*Problem description:* In the data below, find each line containing the string "serde" and return it.

** Opening Listed entries block **

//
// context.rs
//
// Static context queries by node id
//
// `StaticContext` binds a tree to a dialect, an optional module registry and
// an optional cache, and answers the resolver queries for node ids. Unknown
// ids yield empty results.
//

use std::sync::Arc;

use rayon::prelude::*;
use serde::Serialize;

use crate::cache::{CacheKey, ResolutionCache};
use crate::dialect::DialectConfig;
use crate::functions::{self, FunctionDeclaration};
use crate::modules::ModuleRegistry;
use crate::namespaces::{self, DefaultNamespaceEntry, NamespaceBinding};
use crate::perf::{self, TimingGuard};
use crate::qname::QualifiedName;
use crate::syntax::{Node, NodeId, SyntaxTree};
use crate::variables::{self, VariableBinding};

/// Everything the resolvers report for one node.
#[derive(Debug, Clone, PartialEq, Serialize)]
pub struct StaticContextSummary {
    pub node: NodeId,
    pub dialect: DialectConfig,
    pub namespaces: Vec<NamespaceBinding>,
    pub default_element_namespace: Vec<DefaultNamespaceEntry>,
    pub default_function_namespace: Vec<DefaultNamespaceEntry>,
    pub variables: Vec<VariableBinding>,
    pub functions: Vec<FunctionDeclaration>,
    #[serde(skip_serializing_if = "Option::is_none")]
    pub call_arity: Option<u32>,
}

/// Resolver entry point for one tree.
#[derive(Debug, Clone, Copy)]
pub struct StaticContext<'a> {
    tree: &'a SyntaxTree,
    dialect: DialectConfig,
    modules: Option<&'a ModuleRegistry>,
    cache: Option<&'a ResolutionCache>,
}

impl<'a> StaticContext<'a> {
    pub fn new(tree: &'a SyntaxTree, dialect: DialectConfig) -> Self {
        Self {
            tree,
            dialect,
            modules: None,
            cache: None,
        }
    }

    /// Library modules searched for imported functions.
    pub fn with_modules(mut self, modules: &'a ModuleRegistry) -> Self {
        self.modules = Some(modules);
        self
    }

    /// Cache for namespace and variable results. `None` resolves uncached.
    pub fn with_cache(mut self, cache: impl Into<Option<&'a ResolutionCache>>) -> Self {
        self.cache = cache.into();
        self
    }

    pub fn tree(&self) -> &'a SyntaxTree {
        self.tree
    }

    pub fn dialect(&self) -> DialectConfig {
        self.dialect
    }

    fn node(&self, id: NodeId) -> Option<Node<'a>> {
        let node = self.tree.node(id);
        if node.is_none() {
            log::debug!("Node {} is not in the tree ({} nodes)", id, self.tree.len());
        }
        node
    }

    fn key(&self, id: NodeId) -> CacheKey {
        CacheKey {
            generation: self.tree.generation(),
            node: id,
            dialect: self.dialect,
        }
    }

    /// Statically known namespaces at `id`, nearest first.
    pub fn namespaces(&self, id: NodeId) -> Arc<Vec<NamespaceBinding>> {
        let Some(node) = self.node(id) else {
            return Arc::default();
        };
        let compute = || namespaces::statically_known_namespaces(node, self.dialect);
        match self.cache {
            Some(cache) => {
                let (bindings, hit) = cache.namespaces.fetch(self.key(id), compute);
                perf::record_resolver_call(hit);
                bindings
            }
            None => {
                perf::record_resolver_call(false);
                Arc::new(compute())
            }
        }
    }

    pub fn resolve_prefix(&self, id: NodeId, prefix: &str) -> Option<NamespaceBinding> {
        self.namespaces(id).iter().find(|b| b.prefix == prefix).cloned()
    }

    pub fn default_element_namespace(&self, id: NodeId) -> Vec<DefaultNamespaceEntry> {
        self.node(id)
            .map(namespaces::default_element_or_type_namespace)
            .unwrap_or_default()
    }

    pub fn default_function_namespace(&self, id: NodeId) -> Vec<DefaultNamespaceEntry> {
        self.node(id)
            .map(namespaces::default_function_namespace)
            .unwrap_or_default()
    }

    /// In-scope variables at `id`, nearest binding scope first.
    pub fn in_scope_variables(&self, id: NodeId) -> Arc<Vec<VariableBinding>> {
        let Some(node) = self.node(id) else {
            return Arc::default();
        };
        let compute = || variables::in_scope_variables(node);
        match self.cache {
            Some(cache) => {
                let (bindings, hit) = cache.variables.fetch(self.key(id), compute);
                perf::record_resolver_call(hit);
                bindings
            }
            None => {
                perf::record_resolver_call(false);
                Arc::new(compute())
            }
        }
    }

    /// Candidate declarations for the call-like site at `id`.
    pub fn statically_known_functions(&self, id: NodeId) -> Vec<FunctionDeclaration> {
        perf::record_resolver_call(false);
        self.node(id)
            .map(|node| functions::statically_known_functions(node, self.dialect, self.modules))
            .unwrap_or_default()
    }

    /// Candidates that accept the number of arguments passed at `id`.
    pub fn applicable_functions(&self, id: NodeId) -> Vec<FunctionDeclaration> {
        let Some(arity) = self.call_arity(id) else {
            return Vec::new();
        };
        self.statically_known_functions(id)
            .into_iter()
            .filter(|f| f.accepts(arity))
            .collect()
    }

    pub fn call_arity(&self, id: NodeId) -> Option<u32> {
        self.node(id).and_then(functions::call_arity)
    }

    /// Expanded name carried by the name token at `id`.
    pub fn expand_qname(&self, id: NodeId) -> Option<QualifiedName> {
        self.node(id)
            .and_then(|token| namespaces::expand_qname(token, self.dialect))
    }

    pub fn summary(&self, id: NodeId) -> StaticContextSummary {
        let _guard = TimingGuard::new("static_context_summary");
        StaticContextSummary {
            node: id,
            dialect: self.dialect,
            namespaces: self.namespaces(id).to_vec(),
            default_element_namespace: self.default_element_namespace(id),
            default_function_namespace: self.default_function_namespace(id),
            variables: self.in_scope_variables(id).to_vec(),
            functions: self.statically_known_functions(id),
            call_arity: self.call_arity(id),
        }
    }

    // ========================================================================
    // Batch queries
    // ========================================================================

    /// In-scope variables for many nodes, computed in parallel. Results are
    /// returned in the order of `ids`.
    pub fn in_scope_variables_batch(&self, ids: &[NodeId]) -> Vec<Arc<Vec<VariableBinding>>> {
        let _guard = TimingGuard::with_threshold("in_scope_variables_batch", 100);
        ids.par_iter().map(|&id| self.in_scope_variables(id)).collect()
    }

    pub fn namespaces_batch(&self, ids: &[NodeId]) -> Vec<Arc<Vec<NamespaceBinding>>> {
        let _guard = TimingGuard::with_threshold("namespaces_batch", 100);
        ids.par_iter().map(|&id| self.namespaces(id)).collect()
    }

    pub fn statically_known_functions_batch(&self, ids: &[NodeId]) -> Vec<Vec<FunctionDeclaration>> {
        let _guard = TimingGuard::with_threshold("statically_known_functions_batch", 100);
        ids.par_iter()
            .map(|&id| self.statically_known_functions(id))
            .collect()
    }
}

** Closing Listed entries block **

*Response area:*
use serde::Serialize;
    #[serde(skip_serializing_if = "Option::is_none")]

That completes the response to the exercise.